For decades, the nation's largest animal rights organizations have been fighting ferociously to stop circuses from utilizing wild animals in their performances. From PETA to the ASPCA to ARFF, these groups argue that such practices are abusive, unnatural and antiquated.
But for the profiteers, the show must go on, and the biggest target of these group's efforts, Ringling Bros. and Barnum & Bailey Circus, opened in Miami this week. At last night's debut, protesters planned to greet big top guests with leaflets, graphic images and pleas to take their dollars elsewhere. But what are the facts behind the accusations against "The Greatest Show on Earth" and other circuses like them?
Last year, Ringling's parent company, Feld Entertainment, shelled out $270,000 to settle animal care citations from the U.S. Department of Agriculture (USDA), the largest amount ever paid by an animal exhibitor. The allegations included claims that they violated federal animal-welfare laws when handling elephants, tigers, zebras and other animals. Despite the payout, Ringling is quick to say that they never admitted to real wrongdoing.
"We are regulated by the USDA, we're a licensed exhibitor, we did not agree with a vast majority of the findings the USDA had," says Steve Payne, a spokesman for Ringling. "So say we disagreed with nine out of 10 findings, and we weren't given the option of disputing those nine - it was almost an all or nothing proposition. So we made a business decision of settling with the regulator. They've inspected us on multiple occasions since and there haven't been any issues."

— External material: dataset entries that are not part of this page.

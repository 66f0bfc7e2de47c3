//! Remembered view-type choice per list.
//!
//! Storage problems never surface to callers: they are logged and treated
//! as "no preference".

mod key;
mod store;

use std::sync::Arc;

use crate::view::ViewType;

pub use key::view_preference_key;
pub use store::{FilePreferenceStore, MemoryPreferenceStore, PreferenceStore, StorageError};

#[derive(Clone)]
pub struct ViewPreferences {
    store: Arc<dyn PreferenceStore>,
    enabled: bool,
}

impl ViewPreferences {
    pub fn new(store: Arc<dyn PreferenceStore>, enabled: bool) -> Self {
        Self { store, enabled }
    }

    /// Preferences that never load nor save anything.
    pub fn disabled() -> Self {
        Self::new(Arc::new(MemoryPreferenceStore::new()), false)
    }

    pub fn is_enabled(&self) -> bool {
        self.enabled
    }

    pub fn key(&self, object_name: &str, view_id: Option<&str>) -> String {
        view_preference_key(object_name, view_id)
    }

    pub fn save(&self, key: &str, view_type: ViewType) {
        if !self.enabled {
            return;
        }
        match self.store.set(key, view_type.as_str()) {
            Ok(()) => tracing::debug!(key, view_type = %view_type, "View preference saved"),
            Err(err) => tracing::warn!(key, error = %err, "Failed to save view preference"),
        }
    }

    pub fn load(&self, key: &str) -> Option<ViewType> {
        if !self.enabled {
            return None;
        }
        let stored = match self.store.get(key) {
            Ok(stored) => stored?,
            Err(err) => {
                tracing::warn!(key, error = %err, "Failed to load view preference");
                return None;
            }
        };
        let view_type = ViewType::parse(&stored);
        if view_type.is_none() {
            tracing::warn!(key, value = %stored, "Ignoring unknown stored view type");
        }
        view_type
    }
}
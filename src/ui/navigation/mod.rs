//! Record navigation feature module.
//!
//! Maps a row click plus the configured navigation mode to either an
//! overlay state (drawer, modal, split, popover) or an effect for the host
//! (open URL, router navigation).
//!
//! # Architecture
//!
//! Uses MVI:
//! - `state.rs` - `Idle` / `OverlayOpen { record, mode }`
//! - `intent.rs` - `Open`, `Close`
//! - `reducer.rs` - pure transitions
//! - `controller.rs` - click interpretation and effects

mod config;
mod controller;
mod intent;
mod reducer;
mod state;

pub use config::{NavigationConfig, NavigationMode, OverlayMode};
pub use controller::{click_action, ClickAction, NavigationController, NavigationEffect};
pub use intent::NavigationIntent;
pub use reducer::NavigationReducer;
pub use state::NavigationState;
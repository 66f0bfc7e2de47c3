use std::fmt;

use serde::{Deserialize, Serialize};

/// Every view type a list can be rendered as.
#[derive(Debug, Clone, Copy, PartialEq, Eq, Hash, PartialOrd, Ord, Default, Serialize, Deserialize)]
#[serde(rename_all = "lowercase")]
pub enum ViewType {
    #[default]
    Grid,
    Kanban,
    Calendar,
    Gallery,
    Timeline,
    Gantt,
    Map,
}

impl ViewType {
    /// Stable name, also used as the persisted preference value.
    pub fn as_str(&self) -> &'static str {
        match self {
            Self::Grid => "grid",
            Self::Kanban => "kanban",
            Self::Calendar => "calendar",
            Self::Gallery => "gallery",
            Self::Timeline => "timeline",
            Self::Gantt => "gantt",
            Self::Map => "map",
        }
    }

    /// Unknown names return `None`.
    pub fn parse(s: &str) -> Option<Self> {
        match s.trim() {
            "grid" => Some(Self::Grid),
            "kanban" => Some(Self::Kanban),
            "calendar" => Some(Self::Calendar),
            "gallery" => Some(Self::Gallery),
            "timeline" => Some(Self::Timeline),
            "gantt" => Some(Self::Gantt),
            "map" => Some(Self::Map),
            _ => None,
        }
    }

    pub fn all() -> &'static [ViewType] {
        &[
            Self::Grid,
            Self::Kanban,
            Self::Calendar,
            Self::Gallery,
            Self::Timeline,
            Self::Gantt,
            Self::Map,
        ]
    }

    /// Option keys that belong under `options.<type>`.
    pub fn option_keys(&self) -> &'static [&'static str] {
        match self {
            Self::Grid => &["rowHeight", "frozenColumns", "striped"],
            Self::Kanban => &["groupField", "titleField", "cardFields", "columnOrder"],
            Self::Calendar => &[
                "startDateField",
                "endDateField",
                "titleField",
                "colorField",
                "allDayField",
            ],
            Self::Gallery => &["titleField", "imageField", "subtitleField", "cardSize"],
            Self::Timeline => &["dateField", "titleField", "descriptionField"],
            Self::Gantt => &[
                "startDateField",
                "endDateField",
                "titleField",
                "progressField",
                "dependenciesField",
            ],
            Self::Map => &["locationField", "latitudeField", "longitudeField", "titleField"],
        }
    }
}

impl fmt::Display for ViewType {
    fn fmt(&self, f: &mut fmt::Formatter<'_>) -> fmt::Result {
        f.write_str(self.as_str())
    }
}

#[cfg(test)]
mod tests {
    use super::*;

    #[test]
    fn names_round_trip() {
        for view_type in ViewType::all() {
            assert_eq!(ViewType::parse(view_type.as_str()), Some(*view_type));
        }
        assert_eq!(ViewType::parse("table"), None);
    }

    #[test]
    fn serde_uses_lowercase_names() {
        let value = serde_json::to_value(ViewType::Kanban).unwrap();
        assert_eq!(value, serde_json::json!("kanban"));
    }
}
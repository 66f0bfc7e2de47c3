//! Model-View-Intent (MVI) primitives for list-view state.
//!
//! # Architecture
//!
//! ```text
//! Intent ──→ Reducer ──→ State ──→ Query / Renderer
//!    ↑                               │
//!    └───────────────────────────────┘
//! ```
//!
//! - **State**: immutable snapshot of one list's interaction state
//! - **Intent**: user interactions (clicks, toggles, search input)
//! - **Reducer**: pure transition function; effects stay with the caller

mod intent;
mod reducer;
mod state;

pub use intent::Intent;
pub use reducer::Reducer;
pub use state::UiState;
//! The data-source port.

use async_trait::async_trait;
use serde::Serialize;
use serde_json::Value;

use super::record::Record;
use super::schema::ObjectSchema;

/// Query arguments passed to [`DataSource::find`].
#[derive(Debug, Clone, Default, PartialEq, Serialize)]
pub struct FindParams {
    #[serde(skip_serializing_if = "Option::is_none")]
    pub filter: Option<Value>,
    #[serde(skip_serializing_if = "Option::is_none")]
    pub sort: Option<Value>,
    #[serde(skip_serializing_if = "Option::is_none")]
    pub limit: Option<usize>,
    #[serde(skip_serializing_if = "Vec::is_empty")]
    pub expand: Vec<String>,
}

/// Transport to the records of an object. Implemented by the host.
///
/// `find` may answer with a plain array, `{"data": [...]}` or
/// `{"records": [...]}`; the orchestrator normalizes all three.
#[async_trait]
pub trait DataSource: Send + Sync {
    async fn find(&self, object_name: &str, params: &FindParams) -> anyhow::Result<Value>;

    async fn get_object_schema(&self, object_name: &str) -> anyhow::Result<ObjectSchema>;

    async fn create(&self, object_name: &str, _data: Record) -> anyhow::Result<Record> {
        anyhow::bail!("create is not supported for '{}'", object_name)
    }

    async fn update(&self, object_name: &str, _id: &str, _data: Record) -> anyhow::Result<Record> {
        anyhow::bail!("update is not supported for '{}'", object_name)
    }

    async fn delete(&self, object_name: &str, _id: &str) -> anyhow::Result<()> {
        anyhow::bail!("delete is not supported for '{}'", object_name)
    }
}
//! Thread-safe configuration storage.

use std::path::{Path, PathBuf};
use std::sync::Arc;

use parking_lot::RwLock;

use crate::config::loader::ConfigError;
use crate::config::types::Config;

/// Shared config container with interior mutability.
///
/// Many readers can access the config concurrently; `reload` swaps it
/// atomically.
#[derive(Clone)]
pub struct ConfigStore {
    inner: Arc<RwLock<Config>>,
    path: PathBuf,
}

impl ConfigStore {
    pub fn new(config: Config, path: PathBuf) -> Self {
        Self {
            inner: Arc::new(RwLock::new(config)),
            path,
        }
    }

    /// Get a clone of the current config.
    pub fn get(&self) -> Config {
        self.inner.read().clone()
    }

    /// Reload config from the file.
    ///
    /// On failure, keeps the old config and returns the error.
    pub fn reload(&self) -> Result<(), ConfigError> {
        let config = Config::load_from(&self.path)?;
        *self.inner.write() = config;
        tracing::info!(path = %self.path.display(), "Config reloaded");
        Ok(())
    }

    pub fn path(&self) -> &Path {
        &self.path
    }
}
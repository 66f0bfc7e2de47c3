use std::sync::Mutex;

use tracing_subscriber::EnvFilter;
use tracing_subscriber::{fmt, layer::SubscriberExt, util::SubscriberInitExt};

/// Env var naming the log file. Without it no subscriber is installed.
pub const LOG_ENV_VAR: &str = "OBJECTVIEW_LOG";

/// Initialize tracing with optional file output.
///
/// Logging stays off unless `OBJECTVIEW_LOG` names a file path; the host
/// application usually owns the terminal. The level comes from `RUST_LOG`
/// and defaults to `info`.
///
/// Log files get unique names so several processes can log side by side:
/// `{path}.{timestamp}.{pid}`
pub fn init_tracing() {
    let Some(log_path) = std::env::var(LOG_ENV_VAR).ok() else {
        return;
    };

    let pid = std::process::id();
    let timestamp = std::time::SystemTime::now()
        .duration_since(std::time::UNIX_EPOCH)
        .map(|d| d.as_secs())
        .unwrap_or(0);
    let unique_path = format!("{}.{}.{}", log_path, timestamp, pid);

    let filter = EnvFilter::try_from_default_env().unwrap_or_else(|_| EnvFilter::new("info"));

    let Ok(file) = std::fs::File::create(&unique_path) else {
        eprintln!("Warning: Failed to create log file: {}", unique_path);
        return;
    };

    let file_layer = fmt::layer()
        .with_writer(Mutex::new(file))
        .with_ansi(false)
        .with_target(true)
        .with_level(true);

    // A host that already installed a subscriber keeps it.
    if tracing_subscriber::registry()
        .with(filter)
        .with(file_layer)
        .try_init()
        .is_err()
    {
        eprintln!("Warning: tracing subscriber already initialized");
    }
}
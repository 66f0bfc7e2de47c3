//! Base trait for UI state.

/// Marker trait for UI state objects.
///
/// States are replaced, never mutated in place, and compare by value so a
/// caller can tell whether a dispatch changed anything.
pub trait UiState: Clone + PartialEq + Default + Send + 'static {}
use serde_json::{Map, Value};

/// One record as returned by the data source.
pub type Record = Map<String, Value>;

/// The record's identifier as a string (`id`, falling back to `_id`).
pub fn record_id(record: &Record) -> Option<String> {
    ["id", "_id"]
        .iter()
        .filter_map(|key| record.get(*key))
        .find_map(|value| match value {
            Value::String(s) if !s.is_empty() => Some(s.clone()),
            Value::Number(n) => Some(n.to_string()),
            _ => None,
        })
}

/// Records and optional total count extracted from a `find` response.
#[derive(Debug, Clone, PartialEq, Default)]
pub struct FindResult {
    pub records: Vec<Record>,
    pub total: Option<u64>,
}

/// Accepts `[...]`, `{"data": [...]}` and `{"records": [...]}`.
/// Non-object array items are skipped. Any other shape yields `None`.
pub fn normalize_find_result(response: Value) -> Option<FindResult> {
    match response {
        Value::Array(items) => Some(FindResult {
            records: collect_records(items),
            total: None,
        }),
        Value::Object(mut object) => {
            let total = ["total", "count"]
                .iter()
                .find_map(|key| object.get(*key).and_then(Value::as_u64));
            let items = ["data", "records"]
                .iter()
                .find_map(|key| match object.remove(*key) {
                    Some(Value::Array(items)) => Some(items),
                    _ => None,
                })?;
            Some(FindResult {
                records: collect_records(items),
                total,
            })
        }
        _ => None,
    }
}

fn collect_records(items: Vec<Value>) -> Vec<Record> {
    items
        .into_iter()
        .filter_map(|item| match item {
            Value::Object(record) => Some(record),
            _ => None,
        })
        .collect()
}
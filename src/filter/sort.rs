use serde::{Deserialize, Serialize};
use serde_json::Value;

#[derive(Debug, Clone, Copy, PartialEq, Eq, Default, Serialize, Deserialize)]
#[serde(rename_all = "lowercase")]
pub enum SortOrder {
    #[default]
    Asc,
    Desc,
}

impl SortOrder {
    pub fn as_str(&self) -> &'static str {
        match self {
            Self::Asc => "asc",
            Self::Desc => "desc",
        }
    }
}

/// One sort key.
#[derive(Debug, Clone, PartialEq, Eq, Serialize, Deserialize)]
pub struct SortSpec {
    pub field: String,
    #[serde(default)]
    pub order: SortOrder,
}

impl SortSpec {
    pub fn asc(field: impl Into<String>) -> Self {
        Self {
            field: field.into(),
            order: SortOrder::Asc,
        }
    }

    pub fn desc(field: impl Into<String>) -> Self {
        Self {
            field: field.into(),
            order: SortOrder::Desc,
        }
    }
}

/// Sort-header click: unsorted → ascending → descending → unsorted.
///
/// Clicking a different column replaces the sort with that column
/// ascending.
pub fn toggle_sort(current: &[SortSpec], field: &str) -> Vec<SortSpec> {
    match current.first() {
        Some(spec) if spec.field == field => match spec.order {
            SortOrder::Asc => vec![SortSpec::desc(field)],
            SortOrder::Desc => Vec::new(),
        },
        _ => vec![SortSpec::asc(field)],
    }
}

/// Wire form sent to the data source: `[["field", "asc"], ...]`.
pub fn sort_to_value(sort: &[SortSpec]) -> Value {
    Value::Array(
        sort.iter()
            .map(|spec| {
                Value::Array(vec![
                    Value::String(spec.field.clone()),
                    Value::String(spec.order.as_str().to_string()),
                ])
            })
            .collect(),
    )
}
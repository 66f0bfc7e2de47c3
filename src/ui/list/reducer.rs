use crate::filter::toggle_sort;
use crate::ui::mvi::Reducer;

use super::intent::ListIntent;
use super::state::ListState;

pub struct ListReducer;

impl Reducer for ListReducer {
    type State = ListState;
    type Intent = ListIntent;

    fn reduce(state: Self::State, intent: Self::Intent) -> Self::State {
        match intent {
            ListIntent::SetUserFilters(user_filters) => ListState {
                user_filters,
                ..state
            },
            ListIntent::ToggleQuickFilter(id) => {
                let mut active = state.active_quick_filters;
                if let Some(pos) = active.iter().position(|a| *a == id) {
                    active.remove(pos);
                } else {
                    active.push(id);
                }
                ListState {
                    active_quick_filters: active,
                    ..state
                }
            }
            ListIntent::SetSearch(search) => ListState { search, ..state },
            ListIntent::ClickSortHeader(field) => ListState {
                sort: toggle_sort(&state.sort, &field),
                ..state
            },
            ListIntent::SetSort(sort) => ListState { sort, ..state },
            ListIntent::SwitchViewType(view_type) => ListState { view_type, ..state },
            ListIntent::SelectNamedView {
                id,
                view_type,
                sort,
            } => ListState {
                named_view: id,
                view_type,
                sort,
                ..state
            },
        }
    }
}
use crate::filter::{sort_to_value, FilterNode, SortSpec};

use super::source::FindParams;

/// The "current query" of a list: everything that determines which records
/// are shown. Any change produces a new value and a new fetch.
#[derive(Debug, Clone, Default, PartialEq)]
pub struct ListQuery {
    pub object_name: String,
    pub filter: Option<FilterNode>,
    pub sort: Vec<SortSpec>,
    /// Columns requested by the active view; drives expansion.
    pub columns: Vec<String>,
    pub limit: Option<usize>,
}

impl ListQuery {
    pub fn new(object_name: impl Into<String>) -> Self {
        Self {
            object_name: object_name.into(),
            ..Self::default()
        }
    }

    pub fn find_params(&self, expand: Vec<String>) -> FindParams {
        FindParams {
            filter: self.filter.as_ref().map(FilterNode::to_value),
            sort: (!self.sort.is_empty()).then(|| sort_to_value(&self.sort)),
            limit: self.limit,
            expand,
        }
    }
}
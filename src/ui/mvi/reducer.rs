//! Reducer trait.

use super::intent::Intent;
use super::state::UiState;

/// Reducer transforms state based on intents.
///
/// `(State, Intent) -> State`, with no side effects. Fetches, URL opens and
/// router calls are issued by whoever dispatched the intent.
pub trait Reducer {
    type State: UiState;

    type Intent: Intent;

    fn reduce(state: Self::State, intent: Self::Intent) -> Self::State;
}
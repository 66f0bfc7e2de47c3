//! Canonicalization of filter trees.
//!
//! List operators are expanded into single-value comparisons so that data
//! sources only ever see `=`, `!=`, `>`, `>=`, `<`, `<=`, `contains` and
//! `notcontains`.

use serde_json::Value;

use super::node::{FilterCondition, FilterGroup, FilterNode, FilterOperator, Logic};

/// Normalize a single node. Malformed fragments come back unchanged.
pub fn normalize(node: &FilterNode) -> FilterNode {
    match node {
        FilterNode::Condition(condition) => normalize_condition(condition),
        FilterNode::Group(group) => normalize_group(group),
        FilterNode::Empty => FilterNode::Empty,
        FilterNode::Raw(value) => FilterNode::Raw(value.clone()),
    }
}

/// Normalize a wire-form filter.
pub fn normalize_value(value: &Value) -> Value {
    normalize(&FilterNode::from_value(value)).to_value()
}

/// Normalize each element of an independent condition list and drop the
/// ones that turned out to be unconstrained.
pub fn normalize_filters(nodes: &[FilterNode]) -> Vec<FilterNode> {
    nodes
        .iter()
        .map(normalize)
        .filter(|node| !node.is_empty())
        .collect()
}

fn normalize_condition(condition: &FilterCondition) -> FilterNode {
    let (scalar_op, logic) = match condition.operator {
        FilterOperator::In => (FilterOperator::Eq, Logic::Or),
        FilterOperator::NotIn => (FilterOperator::Ne, Logic::And),
        _ => return FilterNode::Condition(condition.clone()),
    };

    let values = match &condition.value {
        Value::Array(values) => values.clone(),
        Value::Null => Vec::new(),
        scalar => vec![scalar.clone()],
    };

    let mut expanded: Vec<FilterNode> = values
        .into_iter()
        .map(|value| FilterNode::condition(condition.field.clone(), scalar_op, value))
        .collect();

    match expanded.len() {
        0 => FilterNode::Empty,
        1 => expanded.remove(0),
        _ => FilterNode::Group(FilterGroup {
            logic,
            children: expanded,
        }),
    }
}

fn normalize_group(group: &FilterGroup) -> FilterNode {
    let children = normalize_filters(&group.children);
    if children.is_empty() {
        return FilterNode::Empty;
    }
    FilterNode::Group(FilterGroup {
        logic: group.logic,
        children,
    })
}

Nevertheless, undercover videos widely dispersed online show Ringling trainers striking elephants on the head and body with bullhooks, also known as elephant goads. These sharp metal tools are designed to control the massive mammals.
PETA says the circus has a history of abuse, and there are photos, videos, testimonials and pages of documents supporting such claims. "We are concerned about the routine physical and psychological abuse that elephants and other animals suffer at the hands of Ringling. We have video footage from undercover investigations that show these animals are whipped, beaten, yanked by heavy, sharp steel-tipped bullhooks and abused in other ways behind the scenes before they perform," says PETA Campaign Specialist Ashley Byrne.
Despite all the accusations, and even when faced with what some would call visual evidence, Ringling says all treatment of their animals is humane. "In terms of training, it's based on positive reinforcement, it's the most efficient and easiest and most humane way to treat an animal."
Then why the need for bullhooks? Payne says "guides," as they call them, are an accepted tool for animal husbandry per the USDA.